Interferon-γpromotes immunomodulatory of adipose tissue-derived mesenchymal stem cells on peripheral blood lymphocytes
10.11958/20150261
- VernacularTitle:干扰素γ增强脂肪间充质干细胞对淋巴细胞的免疫调节作用
- Author:
Ping WANG
;
Xin GU
;
Na ZHANG
;
Hong ZHANG
;
Shuainan SHI
;
Yuliang WANG
- Publication Type:Journal Article
- Keywords:
adipose tissue;
mesenchymal stem cells;
mesenchymal stem cell transplantation;
interferon typeⅡ;
inter-feron-γ;
immunomodulatory;
indoleamine 2,3-dioxygenase
- From:
Tianjin Medical Journal
2016;44(6):683-686
- CountryChina
- Language:Chinese
-
Abstract:
Objective To investigate the immunomodulatory effects and the mechanism of interferon (IFN)-γ-pretreated adult autologous adipose tissue-derived mesenchymal stem cells (ADSCs) on peripheral blood lymphocytes.

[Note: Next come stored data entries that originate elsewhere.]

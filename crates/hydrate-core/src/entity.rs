//! Dynamic entity instances.
//!
//! Entities are untyped: an entity name, an identifier and one
//! [`PropertyValue`] per mapped property, in persister order. Instances are
//! shared through [`EntityRef`]; two references denote the same object only
//! when they point at the same allocation.

use std::fmt;
use std::sync::{Arc, PoisonError, RwLock, RwLockReadGuard, RwLockWriteGuard};

use crate::identifier::Identifier;
use crate::value::Value;

/// The state of one property of an entity.
#[derive(Clone)]
pub enum PropertyValue {
    Basic(Value),
    /// A to-one reference; `None` when the foreign key is NULL.
    ToOne(Option<EntityRef>),
    Collection(CollectionValue),
    Component(Vec<PropertyValue>),
}

impl PropertyValue {
    pub fn as_basic(&self) -> Option<&Value> {
        match self {
            PropertyValue::Basic(v) => Some(v),
            _ => None,
        }
    }

    pub fn as_to_one(&self) -> Option<&EntityRef> {
        match self {
            PropertyValue::ToOne(r) => r.as_ref(),
            _ => None,
        }
    }

    pub fn as_collection(&self) -> Option<&CollectionValue> {
        match self {
            PropertyValue::Collection(c) => Some(c),
            _ => None,
        }
    }

    fn attributes_equal(&self, other: &PropertyValue) -> bool {
        match (self, other) {
            (PropertyValue::Basic(a), PropertyValue::Basic(b)) => a.key_eq(b),
            (PropertyValue::ToOne(a), PropertyValue::ToOne(b)) => match (a, b) {
                (None, None) => true,
                (Some(a), Some(b)) => a.identifier() == b.identifier(),
                _ => false,
            },
            (PropertyValue::Collection(a), PropertyValue::Collection(b)) => a.attributes_equal(b),
            (PropertyValue::Component(a), PropertyValue::Component(b)) => {
                a.len() == b.len() && a.iter().zip(b).all(|(x, y)| x.attributes_equal(y))
            }
            _ => false,
        }
    }
}

impl fmt::Debug for PropertyValue {
    fn fmt(&self, f: &mut fmt::Formatter<'_>) -> fmt::Result {
        match self {
            PropertyValue::Basic(v) => write!(f, "{v:?}"),
            PropertyValue::ToOne(None) => f.write_str("null"),
            PropertyValue::ToOne(Some(r)) => write!(f, "{r:?}"),
            PropertyValue::Collection(c) => write!(f, "{c:?}"),
            PropertyValue::Component(values) => f.debug_list().entries(values).finish(),
        }
    }
}

/// A collection property.
#[derive(Clone, Default)]
pub enum CollectionValue {
    /// Not fetched yet.
    #[default]
    Uninitialized,
    Initialized(Vec<EntityRef>),
}

impl CollectionValue {
    pub fn is_initialized(&self) -> bool {
        matches!(self, CollectionValue::Initialized(_))
    }

    pub fn elements(&self) -> &[EntityRef] {
        match self {
            CollectionValue::Uninitialized => &[],
            CollectionValue::Initialized(elements) => elements,
        }
    }

    /// Append `element` unless the same instance is already present.
    /// Returns whether it was added.
    pub fn add_unique(&mut self, element: EntityRef) -> bool {
        match self {
            CollectionValue::Uninitialized => {
                *self = CollectionValue::Initialized(vec![element]);
                true
            }
            CollectionValue::Initialized(elements) => {
                if elements.iter().any(|e| e.same(&element)) {
                    false
                } else {
                    elements.push(element);
                    true
                }
            }
        }
    }

    fn attributes_equal(&self, other: &CollectionValue) -> bool {
        match (self, other) {
            (CollectionValue::Uninitialized, CollectionValue::Uninitialized) => true,
            (CollectionValue::Initialized(a), CollectionValue::Initialized(b)) => {
                a.len() == b.len()
                    && a.iter()
                        .all(|x| b.iter().any(|y| x.identifier() == y.identifier()))
            }
            _ => false,
        }
    }
}

impl fmt::Debug for CollectionValue {
    fn fmt(&self, f: &mut fmt::Formatter<'_>) -> fmt::Result {
        match self {
            CollectionValue::Uninitialized => f.write_str("<uninitialized>"),
            CollectionValue::Initialized(elements) => f.debug_list().entries(elements).finish(),
        }
    }
}

/// Mutable state of an entity instance.
pub struct Entity {
    entity_name: String,
    initialized: bool,
    values: Vec<PropertyValue>,
    /// Instances referenced by key-many-to-one identifier components.
    key_references: Vec<(usize, EntityRef)>,
}

impl Entity {
    pub fn entity_name(&self) -> &str {
        &self.entity_name
    }

    /// False for proxies that have not been loaded yet.
    pub fn is_initialized(&self) -> bool {
        self.initialized
    }

    pub fn values(&self) -> &[PropertyValue] {
        &self.values
    }

    pub fn value(&self, index: usize) -> Option<&PropertyValue> {
        self.values.get(index)
    }

    pub fn value_mut(&mut self, index: usize) -> Option<&mut PropertyValue> {
        self.values.get_mut(index)
    }

    pub fn set_value(&mut self, index: usize, value: PropertyValue) {
        if let Some(slot) = self.values.get_mut(index) {
            *slot = value;
        }
    }

    /// Replace the whole state, resolving the concrete entity name, and mark
    /// the instance initialized.
    pub fn hydrate(&mut self, entity_name: impl Into<String>, values: Vec<PropertyValue>) {
        self.entity_name = entity_name.into();
        self.values = values;
        self.initialized = true;
    }

    /// Instance referenced by identifier component `component`, if resolved.
    pub fn key_reference(&self, component: usize) -> Option<&EntityRef> {
        self.key_references
            .iter()
            .find(|(c, _)| *c == component)
            .map(|(_, r)| r)
    }

    pub fn set_key_reference(&mut self, component: usize, target: EntityRef) {
        match self.key_references.iter_mut().find(|(c, _)| *c == component) {
            Some(slot) => slot.1 = target,
            None => self.key_references.push((component, target)),
        }
    }
}

struct EntityCell {
    identifier: Identifier,
    state: RwLock<Entity>,
}

/// Shared handle to an entity instance.
#[derive(Clone)]
pub struct EntityRef(Arc<EntityCell>);

impl EntityRef {
    /// A fully initialized instance.
    pub fn new(
        entity_name: impl Into<String>,
        identifier: Identifier,
        values: Vec<PropertyValue>,
    ) -> Self {
        Self(Arc::new(EntityCell {
            identifier,
            state: RwLock::new(Entity {
                entity_name: entity_name.into(),
                initialized: true,
                values,
                key_references: Vec::new(),
            }),
        }))
    }

    /// An uninitialized instance standing in for a row not yet loaded.
    pub fn proxy(entity_name: impl Into<String>, identifier: Identifier) -> Self {
        Self(Arc::new(EntityCell {
            identifier,
            state: RwLock::new(Entity {
                entity_name: entity_name.into(),
                initialized: false,
                values: Vec::new(),
                key_references: Vec::new(),
            }),
        }))
    }

    pub fn identifier(&self) -> &Identifier {
        &self.0.identifier
    }

    pub fn read(&self) -> RwLockReadGuard<'_, Entity> {
        self.0.state.read().unwrap_or_else(PoisonError::into_inner)
    }

    pub fn write(&self) -> RwLockWriteGuard<'_, Entity> {
        self.0.state.write().unwrap_or_else(PoisonError::into_inner)
    }

    pub fn entity_name(&self) -> String {
        self.read().entity_name.clone()
    }

    pub fn is_initialized(&self) -> bool {
        self.read().initialized
    }

    /// Object identity.
    pub fn same(&self, other: &EntityRef) -> bool {
        Arc::ptr_eq(&self.0, &other.0)
    }

    /// Value of a basic property, cloned.
    pub fn basic(&self, index: usize) -> Option<Value> {
        self.read().value(index).and_then(PropertyValue::as_basic).cloned()
    }

    /// Target of a to-one property.
    pub fn to_one(&self, index: usize) -> Option<EntityRef> {
        self.read().value(index).and_then(PropertyValue::as_to_one).cloned()
    }

    /// Instance behind key-many-to-one identifier component `component`.
    pub fn key_reference(&self, component: usize) -> Option<EntityRef> {
        self.read().key_reference(component).cloned()
    }

    /// Elements of an initialized collection property.
    pub fn collection(&self, index: usize) -> Option<Vec<EntityRef>> {
        match self.read().value(index) {
            Some(PropertyValue::Collection(CollectionValue::Initialized(elements))) => {
                Some(elements.clone())
            }
            _ => None,
        }
    }

    /// Same entity name, identifier and property values. References are
    /// compared by identifier, so distinct instances of one row compare equal.
    pub fn attributes_equal(&self, other: &EntityRef) -> bool {
        if self.identifier() != other.identifier() {
            return false;
        }
        if self.same(other) {
            return true;
        }
        let a = self.read();
        let b = other.read();
        a.entity_name == b.entity_name
            && a.initialized == b.initialized
            && a.values.len() == b.values.len()
            && a.values
                .iter()
                .zip(&b.values)
                .all(|(x, y)| x.attributes_equal(y))
    }
}

impl fmt::Debug for EntityRef {
    fn fmt(&self, f: &mut fmt::Formatter<'_>) -> fmt::Result {
        // Only the header: referenced entities may point back at this one.
        match self.0.state.try_read() {
            Ok(state) => write!(
                f,
                "{}#{}{}",
                state.entity_name,
                self.0.identifier,
                if state.initialized { "" } else { " (proxy)" }
            ),
            Err(_) => write!(f, "?#{}", self.0.identifier),
        }
    }
}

Methods ADSCs were obtained from adult subcutaneous adipose tissues. IFN-γ with and without pretreated ADSCs were used as IFN-γ-pretreated group and IFN-γ-unpretreated group, which were cultured with autologous peripheral blood mononuclear cells (PBMCs) at different concentrations of ADSCs-to-PBMCs ratios in presence of concomitant phytohemagglutinin (PHA)/interleukin (IL)-2 stimulation. After 5 days of culture, the proliferatory inhibitory rate of activated T cells, the percentage of CD4+CD25+ regulatory T cells (Treg), and the expression of indoleamine 2,3-dioxygenase (IDO) mRNA were assessed. Results ADSCs were isolated from autologous adipose tissue, which strongly expressed CD73, CD90, and CD105, as well as displayed adipogenic and osteogenic differentiation. The percentage of CD4+CD25+Treg was significantly higher in IFN-γ-pretreated group than that of IFN-γ-unpretreated group. The expression level of IDO mRNA in ADSCs was significantly increased in IFN-γ-pretreated group than that of IFN-γ-unpretreated group. The proliferation inhibition of activated T cells was significantly decreased in IDO-blocker group than that of IFN-γ-pretreated group (P < 0.01). Conclusion These results suggest that IFN-γ can promote immunosuppressive effects of ADSCs on activated T cells through increased expression of IDO.